Turn knob: Brass or plastic screw-on knob used to switch a portable lamp on and off
Underwriters knot: A special kind of knot in 2 electrical wires to secure the wires from pulling out from the socket
UL: United Laboratories testing organization that issues guidelines and provides testing to ensure wiring safety
Vase cap: Brass or wood cap to cover the opening in the top of a vase when converting it to a lamp
Volt: Measure of electrical pressure in a circuit
Voltage drop: Loss of electrical current on long wiring runs
Washer: Open round disc in the center of the top horizontal rods of a lampshade
Watt: Measure of electrical power being used on a circuit (volts x amps = watts)
Wire nut: plastic-enclosed coil used to join the ends of 2 or more electrical wires
Zip cord: Electrical cord with 2 wires joined with grooved insulation between them
Downlighting: Light filtering downward from above casting shadows on the floor in a moonlight effect
Grazing: Positioning of a light source in a vertical direction close to a surface to highlight surface texture
Silhouetting: Light from behind to create an outlined effect of an item
Spotlighting: Highly focused beam of light
Task Lighting: Lighting that focuses light on areas where tasks are done (reading, make-up, cooking, etc.)
Uplighting: Technique of lighting an item from below, creating shadows above
Wall washing: Light up entire wall usually from at least 3’ away
Types of bulbs:
Delayed-start fluorescent tube: Type of fluorescent bulb that takes a few seconds to warm up
Fluorescent tube: A light source created by an ionization process and a coated glass tube
Halogen (quartz): Incandescent bulb filled with halogen gas to increase the intensity of the light and increase the life of the bulb
HID (high-intensity discharge): Mercury vapor, metal halide, or high-pressure sodium gases in pressurized glass container that produces light when electricity is applied
Incandescent bulb: Household bulb with a tungsten filament wire that lights when electricity flows through it
Neon: Bulb that contains an inert gas (neon) that glows when voltage is applied
Xenon: Similar to halogen but has Xenon gas and bare hands do not reduce life of the bulb
Where: Unless you have provided lighting from another source, a table lamp should be placed beside each seating piece.
Size: Although table lamps on either side of a sofa need not be identical, they should have the same “visual” weight and height.
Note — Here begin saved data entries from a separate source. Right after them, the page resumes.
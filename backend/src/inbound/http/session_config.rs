//! Session cookie settings read from the environment.
//!
//! Debug builds fall back to permissive defaults with a warning; release
//! builds refuse to start unless every toggle is present and valid.
//!
//! | Variable | Meaning | Debug default |
//! |----------|---------|---------------|
//! | `SESSION_KEY_FILE` | path to the cookie key material | `/var/run/secrets/session_key` |
//! | `SESSION_COOKIE_SECURE` | mark the cookie `Secure` | `true` |
//! | `SESSION_SAMESITE` | `Strict`, `Lax` or `None` | `Lax` |
//! | `SESSION_ALLOW_EPHEMERAL` | generate a key when the file is missing | `false` |

use std::path::PathBuf;

use actix_web::cookie::{Key, SameSite};
use mockable::Env;
use tracing::warn;
use zeroize::Zeroize;

const SESSION_KEY_DEFAULT_PATH: &str = "/var/run/secrets/session_key";
const SESSION_KEY_MIN_LEN: usize = 64;
const KEY_FILE_ENV: &str = "SESSION_KEY_FILE";
const COOKIE_SECURE_ENV: &str = "SESSION_COOKIE_SECURE";
const SAMESITE_ENV: &str = "SESSION_SAMESITE";
const ALLOW_EPHEMERAL_ENV: &str = "SESSION_ALLOW_EPHEMERAL";
const BOOL_EXPECTED: &str = "1|0|true|false|yes|no|y|n";
const SAMESITE_EXPECTED: &str = "Strict|Lax|None";

/// How strictly session settings are validated.
#[derive(Clone, Copy, Debug, Eq, PartialEq)]
pub enum BuildMode {
    Debug,
    Release,
}

impl BuildMode {
    /// Pick the mode matching `cfg!(debug_assertions)`.
    #[must_use]
    pub fn from_debug_assertions() -> Self {
        if cfg!(debug_assertions) {
            Self::Debug
        } else {
            Self::Release
        }
    }

    fn is_debug(self) -> bool {
        matches!(self, Self::Debug)
    }
}

/// Validated cookie session settings.
pub struct SessionSettings {
    pub key: Key,
    pub cookie_secure: bool,
    pub same_site: SameSite,
}

/// Errors raised while validating session configuration.
#[derive(thiserror::Error, Debug)]
pub enum SessionConfigError {
    #[error("missing required environment variable: {name}")]
    MissingEnv { name: &'static str },
    #[error("invalid value for {name}='{value}'; expected {expected}")]
    InvalidEnv {
        name: &'static str,
        value: String,
        expected: &'static str,
    },
    #[error("failed to read session key at {path}: {source}")]
    KeyRead {
        path: PathBuf,
        #[source]
        source: std::io::Error,
    },
    #[error("session key at {path} too short: need >= {min_len} bytes, got {length}")]
    KeyTooShort {
        path: PathBuf,
        length: usize,
        min_len: usize,
    },
    #[error("SESSION_SAMESITE=None requires SESSION_COOKIE_SECURE=1")]
    InsecureSameSiteNone,
    #[error("SESSION_ALLOW_EPHEMERAL must be 0 in release builds")]
    EphemeralNotAllowed,
}

/// Build session settings from environment variables.
///
/// # Examples
///
/// ```rust
/// use mockable::MockEnv;
/// use pet_registry::inbound::http::session_config::{BuildMode, session_settings_from_env};
///
/// let mut env = MockEnv::new();
/// env.expect_string().returning(|name| match name {
///     "SESSION_ALLOW_EPHEMERAL" => Some("1".to_owned()),
///     "SESSION_KEY_FILE" => Some("/nonexistent/session_key".to_owned()),
///     _ => None,
/// });
///
/// let settings = session_settings_from_env(&env, BuildMode::Debug).expect("debug settings");
/// assert!(settings.cookie_secure);
/// ```
pub fn session_settings_from_env<E: Env>(
    env: &E,
    mode: BuildMode,
) -> Result<SessionSettings, SessionConfigError> {
    let cookie_secure = toggle(env, COOKIE_SECURE_ENV, mode, true)?;
    let same_site = same_site(env, mode, cookie_secure)?;
    let allow_ephemeral = toggle(env, ALLOW_EPHEMERAL_ENV, mode, false)?;
    if allow_ephemeral && !mode.is_debug() {
        return Err(SessionConfigError::EphemeralNotAllowed);
    }
    let key = session_key(env, mode, allow_ephemeral)?;

    Ok(SessionSettings {
        key,
        cookie_secure,
        same_site,
    })
}

/// Read a boolean toggle. Debug builds substitute `debug_default` for a
/// missing or malformed value.
fn toggle<E: Env>(
    env: &E,
    name: &'static str,
    mode: BuildMode,
    debug_default: bool,
) -> Result<bool, SessionConfigError> {
    let Some(value) = env.string(name) else {
        if mode.is_debug() {
            warn!(variable = name, default = debug_default, "session toggle not set");
            return Ok(debug_default);
        }
        return Err(SessionConfigError::MissingEnv { name });
    };
    match parse_bool(&value) {
        Some(flag) => Ok(flag),
        None if mode.is_debug() => {
            warn!(variable = name, %value, default = debug_default, "invalid session toggle");
            Ok(debug_default)
        }
        None => Err(SessionConfigError::InvalidEnv {
            name,
            value,
            expected: BOOL_EXPECTED,
        }),
    }
}

fn same_site<E: Env>(
    env: &E,
    mode: BuildMode,
    cookie_secure: bool,
) -> Result<SameSite, SessionConfigError> {
    let fallback = |reason: &str| {
        if mode.is_debug() {
            warn!(variable = SAMESITE_ENV, reason, "using SameSite=Lax");
            Ok(SameSite::Lax)
        } else {
            Err(())
        }
    };

    let Some(value) = env.string(SAMESITE_ENV) else {
        return fallback("not set").map_err(|()| SessionConfigError::MissingEnv {
            name: SAMESITE_ENV,
        });
    };
    match value.to_ascii_lowercase().as_str() {
        "lax" => Ok(SameSite::Lax),
        "strict" => Ok(SameSite::Strict),
        "none" if cookie_secure => Ok(SameSite::None),
        "none" if mode.is_debug() => {
            warn!("SESSION_SAMESITE=None without a secure cookie; browsers may drop it");
            Ok(SameSite::None)
        }
        "none" => Err(SessionConfigError::InsecureSameSiteNone),
        _ => fallback("invalid value").map_err(|()| SessionConfigError::InvalidEnv {
            name: SAMESITE_ENV,
            value,
            expected: SAMESITE_EXPECTED,
        }),
    }
}

fn session_key<E: Env>(
    env: &E,
    mode: BuildMode,
    allow_ephemeral: bool,
) -> Result<Key, SessionConfigError> {
    let path = PathBuf::from(
        env.string(KEY_FILE_ENV)
            .unwrap_or_else(|| SESSION_KEY_DEFAULT_PATH.to_owned()),
    );

    let mut bytes = match std::fs::read(&path) {
        Ok(bytes) => bytes,
        Err(error) if mode.is_debug() || allow_ephemeral => {
            warn!(path = %path.display(), %error, "using temporary session key (dev only)");
            return Ok(Key::generate());
        }
        Err(source) => return Err(SessionConfigError::KeyRead { path, source }),
    };

    let length = bytes.len();
    let result = if !mode.is_debug() && length < SESSION_KEY_MIN_LEN {
        Err(SessionConfigError::KeyTooShort {
            path,
            length,
            min_len: SESSION_KEY_MIN_LEN,
        })
    } else {
        Ok(Key::derive_from(&bytes))
    };
    bytes.zeroize();
    result
}

fn parse_bool(value: &str) -> Option<bool> {
    match value.trim().to_ascii_lowercase().as_str() {
        "1" | "true" | "yes" | "y" => Some(true),
        "0" | "false" | "no" | "n" => Some(false),
        _ => None,
    }
}

#[cfg(test)]
mod tests {
    //! Session settings under debug and release rules.
    use std::collections::HashMap;
    use std::io::Write;

    use super::*;
    use mockable::MockEnv;
    use rstest::{fixture, rstest};
    use tempfile::NamedTempFile;

    fn key_file(len: usize) -> NamedTempFile {
        let mut file = NamedTempFile::new().expect("temp key file");
        file.write_all(&vec![b'k'; len]).expect("write key");
        file
    }

    fn env_with(vars: &[(&'static str, String)]) -> MockEnv {
        let vars: HashMap<&'static str, String> = vars.iter().cloned().collect();
        let mut env = MockEnv::new();
        env.expect_string()
            .times(0..)
            .returning(move |name| vars.get(name).cloned());
        env
    }

    #[fixture]
    fn release_key() -> NamedTempFile {
        key_file(SESSION_KEY_MIN_LEN)
    }

    fn release_vars(key: &NamedTempFile) -> Vec<(&'static str, String)> {
        vec![
            (KEY_FILE_ENV, key.path().display().to_string()),
            (COOKIE_SECURE_ENV, "1".to_owned()),
            (SAMESITE_ENV, "Strict".to_owned()),
            (ALLOW_EPHEMERAL_ENV, "0".to_owned()),
        ]
    }

    fn without(vars: Vec<(&'static str, String)>, name: &str) -> Vec<(&'static str, String)> {
        vars.into_iter().filter(|(key, _)| *key != name).collect()
    }

    fn with(
        vars: Vec<(&'static str, String)>,
        name: &'static str,
        value: &str,
    ) -> Vec<(&'static str, String)> {
        let mut vars = without(vars, name);
        vars.push((name, value.to_owned()));
        vars
    }

    #[rstest]
    fn release_accepts_complete_configuration(release_key: NamedTempFile) {
        let env = env_with(&release_vars(&release_key));
        let settings = session_settings_from_env(&env, BuildMode::Release).expect("valid");
        assert!(settings.cookie_secure);
        assert_eq!(settings.same_site, SameSite::Strict);
    }

    #[rstest]
    #[case(COOKIE_SECURE_ENV)]
    #[case(SAMESITE_ENV)]
    #[case(ALLOW_EPHEMERAL_ENV)]
    fn release_requires_every_toggle(release_key: NamedTempFile, #[case] missing: &'static str) {
        let env = env_with(&without(release_vars(&release_key), missing));
        let error = session_settings_from_env(&env, BuildMode::Release)
            .err()
            .expect("missing toggle");
        assert!(matches!(error, SessionConfigError::MissingEnv { name } if name == missing));
    }

    #[rstest]
    fn release_rejects_malformed_toggle(release_key: NamedTempFile) {
        let env = env_with(&with(release_vars(&release_key), COOKIE_SECURE_ENV, "maybe"));
        let error = session_settings_from_env(&env, BuildMode::Release)
            .err()
            .expect("malformed toggle");
        assert!(matches!(error, SessionConfigError::InvalidEnv { .. }));
    }

    #[rstest]
    fn release_rejects_insecure_same_site_none(release_key: NamedTempFile) {
        let vars = with(release_vars(&release_key), COOKIE_SECURE_ENV, "0");
        let env = env_with(&with(vars, SAMESITE_ENV, "None"));
        let error = session_settings_from_env(&env, BuildMode::Release)
            .err()
            .expect("insecure None");
        assert!(matches!(error, SessionConfigError::InsecureSameSiteNone));
    }

    #[rstest]
    fn release_rejects_ephemeral_keys(release_key: NamedTempFile) {
        let env = env_with(&with(release_vars(&release_key), ALLOW_EPHEMERAL_ENV, "yes"));
        let error = session_settings_from_env(&env, BuildMode::Release)
            .err()
            .expect("ephemeral refused");
        assert!(matches!(error, SessionConfigError::EphemeralNotAllowed));
    }

    #[rstest]
    fn release_rejects_short_key() {
        let short = key_file(SESSION_KEY_MIN_LEN - 1);
        let env = env_with(&release_vars(&short));
        let error = session_settings_from_env(&env, BuildMode::Release)
            .err()
            .expect("short key");
        assert!(matches!(error, SessionConfigError::KeyTooShort { length, .. } if length == SESSION_KEY_MIN_LEN - 1));
    }

    #[rstest]
    fn debug_defaults_when_nothing_is_set() {
        let env = env_with(&[(KEY_FILE_ENV, "/nonexistent/session_key".to_owned())]);
        let settings = session_settings_from_env(&env, BuildMode::Debug).expect("defaults");
        assert!(settings.cookie_secure);
        assert_eq!(settings.same_site, SameSite::Lax);
    }

    #[rstest]
    #[case("1", Some(true))]
    #[case(" Yes ", Some(true))]
    #[case("n", Some(false))]
    #[case("FALSE", Some(false))]
    #[case("2", None)]
    fn parses_boolean_spellings(#[case] raw: &str, #[case] expected: Option<bool>) {
        assert_eq!(parse_bool(raw), expected);
    }
}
The correct height for a table lamp is determined by the chair/sofa and the height of the table beside it. To avoid glare, the lamp should be tall enough for the bottom of its lampshade to reach the eye level of the person seated next to it.
Style: Designers recommend using table lamps as the principle lighting source in a room. By bringing the light down to task level, table lamps provide a warmth and intimacy unmatched by overhead fixtures.
Wattage: The average table lamp will light 40-50 square feet. You may need up to five lamps in a standard 12×20 foot living room.
Shades: The proper shade will add the finishing touch to your lamp. Bulb wattage is determined by the size of the lampshade.
Anatomy of a table lamp:
Where: Swing arm wall lamps can be the perfect lighting solution when tabletop space is not available: beside beds, behind sofas, between bookshelves, over dressing tables, and even in bathrooms.
Style: Because these lamps have adjustable arms and can be hung at any height, they are excellent task lights for functions such as reading and needlework.
Wattage: Look for swing arm wall lamps that provide a variety of light levels (3-way sockets and dimmers).
Placement: Hang wall lamps so that the bottom of the shade is at eye level of the user.
Shades: Unique lampshades can give any wall lamp just the right personality for your room.